Unter Beachtung der Ansicht der Kritiker der AGB-Kontrolle könnte man eine typische Verhandlungssituation auf Basis der später im Detail dargestellten Haftungskriterien für den Bereich der Folgeschäden in einem deskriptiven Modell schematisch wie folgt darstellen:
Abbildung 1: Eigenes Vertragsparitätskonzept
Unterstellt man, dass Vertragsparität eine absolut gleichwertige Verhandlungsmacht zwischen Zulieferanten und Kunden beschreibt, so wird sich in dieser Situation weder der Zulieferant noch der Kunde mit seinen Forderungen nach vertraglichen Abweichungen vom gesetzlichen Leitbild der unbeschränkten, verschuldensabhängigen Haftung nach BGB durchsetzen können (1). Die Erzielung von darüber hinaus gehenden Garantieerklärungen, welche zu einer verschuldensunabhängigen Haftung des Zulieferanten auch für Folgeschäden führen würden, wären für den Kunden genauso wenig durchsetzbar wie Haftungsbeschränkungswünsche des Zulieferanten.

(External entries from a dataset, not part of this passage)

use std::collections::BTreeSet;

use chrono::{Datelike, NaiveDate};

// ---------------------------------------------------------------------------
// Paper – one row of the metadata table
// ---------------------------------------------------------------------------

/// A single research paper (one cleaned row of the source table).
#[derive(Debug, Clone, PartialEq)]
pub struct Paper {
    /// Trimmed, never empty.
    pub title: String,
    /// Trimmed, never empty.
    pub abstract_text: String,
    pub authors: Option<String>,
    pub journal: Option<String>,
    /// `None` when the source value was missing or could not be parsed.
    pub publish_time: Option<NaiveDate>,
}

impl Paper {
    /// Publication year, if the date is known.
    pub fn year(&self) -> Option<i32> {
        self.publish_time.map(|d| d.year())
    }

    /// Number of whitespace-separated words in the abstract.
    pub fn abstract_length(&self) -> usize {
        self.abstract_text.split_whitespace().count()
    }
}

// ---------------------------------------------------------------------------
// PaperDataset – the complete loaded dataset
// ---------------------------------------------------------------------------

/// The full cleaned dataset with pre-computed selection domains.
#[derive(Debug, Clone, Default)]
pub struct PaperDataset {
    /// All papers, in source order.
    pub papers: Vec<Paper>,
    /// Distinct known publication years.
    pub years: BTreeSet<i32>,
    /// Distinct non-null journal names.
    pub journals: BTreeSet<String>,
    /// Rows removed because the title or abstract was blank, or because
    /// one of the fields the dashboard reads could not be decoded.
    pub dropped_rows: usize,
    /// Dates that failed to parse and were kept as unknown.
    pub parse_warnings: usize,
}

impl PaperDataset {
    /// Build the year / journal indices from the cleaned papers.
    pub fn from_papers(papers: Vec<Paper>) -> Self {
        let years = papers.iter().filter_map(Paper::year).collect();
        let journals = papers.iter().filter_map(|p| p.journal.clone()).collect();
        PaperDataset {
            papers,
            years,
            journals,
            dropped_rows: 0,
            parse_warnings: 0,
        }
    }

    /// Number of papers.
    pub fn len(&self) -> usize {
        self.papers.len()
    }

    /// Whether the dataset is empty.
    pub fn is_empty(&self) -> bool {
        self.papers.is_empty()
    }

    /// Inclusive span of known years, if any paper is dated.
    pub fn year_range(&self) -> Option<(i32, i32)> {
        Some((*self.years.first()?, *self.years.last()?))
    }
}

/// Shorthand used by tests across the crate.
#[cfg(test)]
pub(crate) fn paper(title: &str, abstract_text: &str, journal: Option<&str>, date: Option<(i32, u32, u32)>) -> Paper {
    Paper {
        title: title.to_string(),
        abstract_text: abstract_text.to_string(),
        authors: None,
        journal: journal.map(str::to_string),
        publish_time: date.and_then(|(y, m, d)| NaiveDate::from_ymd_opt(y, m, d)),
    }
}

#[cfg(test)]
mod tests {
    use super::*;

    #[test]
    fn abstract_length_counts_whitespace_tokens() {
        let p = paper("t", "  one two\tthree\nfour  ", None, None);
        assert_eq!(p.abstract_length(), 4);
    }

    #[test]
    fn year_is_none_for_unknown_date() {
        assert_eq!(paper("t", "a", None, None).year(), None);
        assert_eq!(paper("t", "a", None, Some((2021, 3, 4))).year(), Some(2021));
    }

    #[test]
    fn from_papers_collects_distinct_years_and_journals() {
        let ds = PaperDataset::from_papers(vec![
            paper("a", "x", Some("B"), Some((2021, 1, 1))),
            paper("b", "x", Some("A"), Some((2020, 1, 1))),
            paper("c", "x", None, None),
            paper("d", "x", Some("A"), Some((2020, 6, 1))),
        ]);
        assert_eq!(ds.len(), 4);
        assert_eq!(ds.years.iter().copied().collect::<Vec<_>>(), vec![2020, 2021]);
        assert_eq!(
            ds.journals.iter().cloned().collect::<Vec<_>>(),
            vec!["A".to_string(), "B".to_string()]
        );
        assert_eq!(ds.year_range(), Some((2020, 2021)));
    }

    #[test]
    fn empty_dataset_has_no_year_range() {
        let ds = PaperDataset::default();
        assert!(ds.is_empty());
        assert_eq!(ds.year_range(), None);
    }
}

Unterliegt der Zulieferant der Verhandlungsmacht des Kunden, so wird er gezwungen sein, auf Forderungen des Kunden z.B. nach der Übernahme verschuldensunabhängiger Haftung einzugehen284, welche über den gesetzlichen Regelfall hinausgehen (2).
Besitzt der Zulieferant eine höhere Verhandlungsmacht, so lassen sich nicht nur Garantieerklärungen abwehren, sondern auch die unbeschränkte Haftung mit unterschiedlichem Umfang ausschließen: Beim Vorliegen einer Individualvereinbarung ließe sich die Haftung für Folgeschäden bei einfacher Fahrlässigkeit und gar die Haftung für grobe Fahrlässigkeit vollumfänglich ausschließen (3). Hat der Zulieferant jedoch eine dermaßen starke Verhandlungsmacht, dass er seine Bedingungen einseitig setzen kann und diese somit der AGB-Kontrolle unterfallen, so kann er bei einer AGB-konformen Ausgestaltung der Klausel das Folgeschädenrisiko auf vorhersehbare (Folge-) Schäden beschränken (4), was jedoch das Haftungsrisiko nur wenig verringert. Bei nicht AGB-konformer Ausgestaltung der Haftungsklausel besteht das Risiko des Rückfalls auf die unbeschränkte Haftung im Verschuldensfall, geltend für alle Schäden (5). Die Grenze der Sittenwidrigkeit hat wie dargestellt nur eine minimale rechtliche und praktische Relevanz in Extremfällen (6) und bringt bei bereits bestehender Unwirksamkeit einer Haftungsklausel im Rahmen der AGB-Kontrolle keinen zusätzlichen Schutz.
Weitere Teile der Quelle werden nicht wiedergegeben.